## Prompt
Search the records for lines with the word "motivation" and copy each match.

Collected data
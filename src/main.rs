//! rmap CLI - turn goals into task roadmaps laid out as dependency graphs.

use clap::Parser;
use colored::*;
use eyre::{Context, Result, bail};
use log::info;
use roadmap::{
    Answer, Config, ErrorKind, Frame, GoalRequest, GraphSurface, LayoutedGraph, Outcome, RequestBody, RoadmapView,
    Session, Store, StudentAssignments, SurfaceEvent, TaskGraph, normalize_answer,
};
use std::fs;
use std::path::{Path, PathBuf};
use std::time::Duration;

mod cli;

use cli::{Cli, Command, SavedCommand, StudentCommand};

fn setup_logging() -> Result<()> {
    let log_dir = dirs::data_local_dir()
        .unwrap_or_else(|| PathBuf::from("."))
        .join("roadmap")
        .join("logs");

    fs::create_dir_all(&log_dir).context("Failed to create log directory")?;

    let log_file = log_dir.join("roadmap.log");

    let target = Box::new(
        fs::OpenOptions::new()
            .create(true)
            .append(true)
            .open(&log_file)
            .context("Failed to open log file")?,
    );

    env_logger::Builder::from_default_env()
        .target(env_logger::Target::Pipe(target))
        .init();

    info!("Logging initialized, writing to: {}", log_file.display());
    Ok(())
}

fn get_store_dir(cli: &Cli, config: &Config) -> PathBuf {
    cli.dir
        .clone()
        .or_else(|| config.storage.dir.clone())
        .unwrap_or_else(|| std::env::current_dir().unwrap_or_else(|_| PathBuf::from(".")))
}

/// Prints a layout rank by rank.
struct TextSurface;

impl GraphSurface for TextSurface {
    fn draw(&mut self, layout: &LayoutedGraph, graph: &TaskGraph) {
        println!(
            "{} {} tasks, {} edges, {} ranks ({})",
            "→".blue(),
            layout.nodes.len(),
            layout.edges.len(),
            layout.rank_count(),
            layout.direction
        );

        for (rank, nodes) in layout.ranks().into_iter().enumerate() {
            println!("{}", format!("Rank {}", rank).bold());
            for node in nodes {
                let Some(task) = graph.get(&node.id) else {
                    continue;
                };
                let mark = if node.completed { "✓".green() } else { "○".dimmed() };
                let after: Vec<String> = layout
                    .edges
                    .iter()
                    .filter(|e| e.to_id == node.id)
                    .map(|e| e.from_id.clone())
                    .collect();
                let after = if after.is_empty() {
                    String::new()
                } else {
                    format!(" after {}", after.join(", "))
                };
                println!(
                    "  {} {} {} {}{}",
                    mark,
                    node.id.cyan(),
                    task.name,
                    format!("({} min)", task.estimated_duration).dimmed(),
                    after.dimmed()
                );
            }
        }

        println!("{}: {} min", "Total".bold(), graph.total_duration());
    }
}

fn print_assignments(table: &StudentAssignments) {
    if table.is_empty() {
        println!("{}", "No assignments returned".dimmed());
        return;
    }
    for (student, tasks) in table {
        println!("{}", student.cyan().bold());
        for (slot, task) in tasks {
            println!("  {}: {}", slot.dimmed(), task);
        }
    }
}

fn print_error(error: &ErrorKind) {
    match error {
        ErrorKind::ServerRefused(text) => eprintln!("{} {}", "Refused:".red().bold(), text),
        other => eprintln!("{} {}", "✗".red(), other),
    }
}

/// Run one request against the configured service.
fn request(config: &Config, body: RequestBody) -> Result<Outcome> {
    let runtime = tokio::runtime::Builder::new_current_thread()
        .enable_all()
        .build()
        .context("Failed to create runtime")?;

    runtime.block_on(async {
        let session = Session::from_config(config);
        let connect_timeout = Duration::from_millis(config.connection.connect_timeout_ms);
        session
            .wait_open(connect_timeout)
            .await
            .with_context(|| format!("Failed to connect to {}", config.endpoint))?;

        println!("{} Waiting for the service...", "→".blue());
        let outcome = session.request(body).await;
        session.close();
        outcome
    })
}

/// Show an outcome and optionally save the resulting roadmap.
fn present(view: &mut RoadmapView, store_dir: &Path, outcome: Outcome, save: Option<String>) -> Result<()> {
    let answer = outcome.clone();
    view.apply(outcome);

    match answer {
        Ok(Answer::Roadmap(graph)) => {
            view.render(&mut TextSurface);
            if let Some(title) = save {
                let mut store = Store::open_or_init(store_dir).context("Failed to open store")?;
                let saved = store.save(&title, &graph).context("Failed to save roadmap")?;
                println!("{} Saved: {} {}", "✓".green(), saved.id.cyan(), saved.title);
            }
        }
        Ok(Answer::Assignments(table)) => print_assignments(&table),
        Err(e) => {
            print_error(&e);
            std::process::exit(1);
        }
    }

    Ok(())
}

fn run(cli: Cli) -> Result<()> {
    let config = Config::load(cli.config.as_ref()).context("Failed to load config")?;
    config.validate()?;

    let store_dir = get_store_dir(&cli, &config);
    let mut view = RoadmapView::new(cli.direction.unwrap_or(config.view.direction), config.view.completion_policy);

    match cli.command {
        Command::Goal {
            text,
            style,
            complexity,
            motivation,
            experience,
            notes,
            save,
        } => {
            if text.trim().is_empty() {
                bail!("Goal cannot be empty");
            }
            let mut goal = GoalRequest::new(text.trim());
            if let Some(prefs) = cli::preferences(style, complexity, motivation, experience, notes) {
                goal = goal.with_preferences(prefs);
            }

            let outcome = request(&config, goal.into_body())?;
            present(&mut view, &store_dir, outcome, save)?;
        }

        Command::Coursework { save } => {
            let store = Store::open_or_init(&store_dir).context("Failed to open store")?;
            let roster = store.roster().context("Failed to load roster")?;
            if roster.is_empty() {
                bail!("The roster is empty. Add students with 'rmap student add <NAME>'");
            }

            let body = roster.request().into_body().context("Failed to encode coursework request")?;
            let outcome = request(&config, body)?;
            present(&mut view, &store_dir, outcome, save)?;
        }

        Command::Student { command } => {
            let mut store = Store::open_or_init(&store_dir).context("Failed to open store")?;
            let mut roster = store.roster().context("Failed to load roster")?;

            match command {
                StudentCommand::Add { name } => {
                    let student = roster.add(&name).map_err(|e| eyre::eyre!(e))?.clone();
                    store.save_roster(&roster).context("Failed to save roster")?;
                    println!("{} Added: {} {}", "✓".green(), student.student_id.cyan(), student.name);
                }

                StudentCommand::List => {
                    if roster.is_empty() {
                        println!("{}", "No students".dimmed());
                    }
                    for student in roster.students() {
                        let s = &student.skills;
                        println!(
                            "{} {} power {:.2}, {}h/week",
                            student.student_id.cyan(),
                            student.name,
                            student.cognitive_power,
                            student.available_hours
                        );
                        println!(
                            "    {}",
                            format!(
                                "programming {:.2} writing {:.2} analysis {:.2} testing {:.2} design {:.2} documentation {:.2}",
                                s.programming, s.writing, s.analysis, s.testing, s.design, s.documentation
                            )
                            .dimmed()
                        );
                    }
                }

                StudentCommand::Remove { id } => {
                    let index = roster
                        .students()
                        .iter()
                        .position(|s| s.student_id == id)
                        .ok_or_else(|| eyre::eyre!("No student with id {}", id))?;
                    let removed = roster.remove(index).map_err(|e| eyre::eyre!(e))?;
                    store.save_roster(&roster).context("Failed to save roster")?;
                    println!("{} Removed: {}", "✓".green(), removed.name);
                }

                StudentCommand::Set { id, attribute, value } => {
                    if !value.is_finite() || value < 0.0 {
                        bail!("Value must be a non-negative number");
                    }
                    let student = roster
                        .get_mut(&id)
                        .ok_or_else(|| eyre::eyre!("No student with id {}", id))?;
                    if !student.set(&attribute, value) {
                        bail!("Unknown attribute '{}'", attribute);
                    }
                    store.save_roster(&roster).context("Failed to save roster")?;
                    println!("{} {} {} = {}", "✓".green(), id.cyan(), attribute, value);
                }
            }
        }

        Command::Saved { command } => {
            let mut store = Store::open_or_init(&store_dir).context("Failed to open store")?;

            match command {
                SavedCommand::List => {
                    let saved = store.list().context("Failed to list roadmaps")?;
                    if saved.is_empty() {
                        println!("{}", "No saved roadmaps".dimmed());
                    }
                    for roadmap in saved {
                        println!(
                            "{} {} {}",
                            roadmap.id.cyan(),
                            roadmap.title,
                            format!("({} tasks, {})", roadmap.graph.len(), roadmap.created_at.format("%Y-%m-%d %H:%M"))
                                .dimmed()
                        );
                    }
                }

                SavedCommand::Show { id } => match store.get(&id).context("Failed to get roadmap")? {
                    Some(roadmap) => {
                        println!("{}: {}", "ID".bold(), roadmap.id.cyan());
                        println!("{}: {}", "Title".bold(), roadmap.title);
                        println!("{}: {}", "Created".bold(), roadmap.created_at);
                        view.replace(roadmap.graph);
                        view.render(&mut TextSurface);
                    }
                    None => {
                        eprintln!("{} Roadmap not found: {}", "✗".red(), id);
                        std::process::exit(1);
                    }
                },

                SavedCommand::Rename { id, title } => {
                    let renamed = store.rename(&id, &title).context("Failed to rename roadmap")?;
                    println!("{} Renamed: {} {}", "✓".green(), renamed.id.cyan(), renamed.title);
                }

                SavedCommand::Delete { id } => {
                    store.delete(&id).context("Failed to delete roadmap")?;
                    println!("{} Deleted: {}", "✓".green(), id.cyan());
                }
            }
        }

        Command::Render { file, done } => {
            let content =
                fs::read_to_string(&file).with_context(|| format!("Failed to read {}", file.display()))?;
            let value: serde_json::Value =
                serde_json::from_str(&content).with_context(|| format!("Failed to parse {}", file.display()))?;

            let result = match Frame::classify(&value) {
                Frame::Complete { result } => result,
                _ => Some(value),
            };

            let outcome = normalize_answer(result.as_ref());
            view.apply(outcome.clone());
            if let Err(e) = &outcome {
                print_error(e);
                std::process::exit(1);
            }
            for id in done {
                view.handle_event(SurfaceEvent::MarkCompleteClicked(id));
            }
            if !view.render(&mut TextSurface)
                && let Ok(Answer::Assignments(table)) = &outcome
            {
                print_assignments(table);
            }
        }
    }

    Ok(())
}

fn main() -> Result<()> {
    setup_logging().context("Failed to setup logging")?;

    let cli = Cli::parse();
    info!("Command: {:?}", std::env::args().collect::<Vec<_>>());

    if let Err(e) = run(cli) {
        eprintln!("{} {:#}", "Error:".red().bold(), e);
        std::process::exit(1);
    }

    Ok(())
}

## Result for this task
            motivation,
            if let Some(prefs) = cli::preferences(style, complexity, motivation, experience, notes) {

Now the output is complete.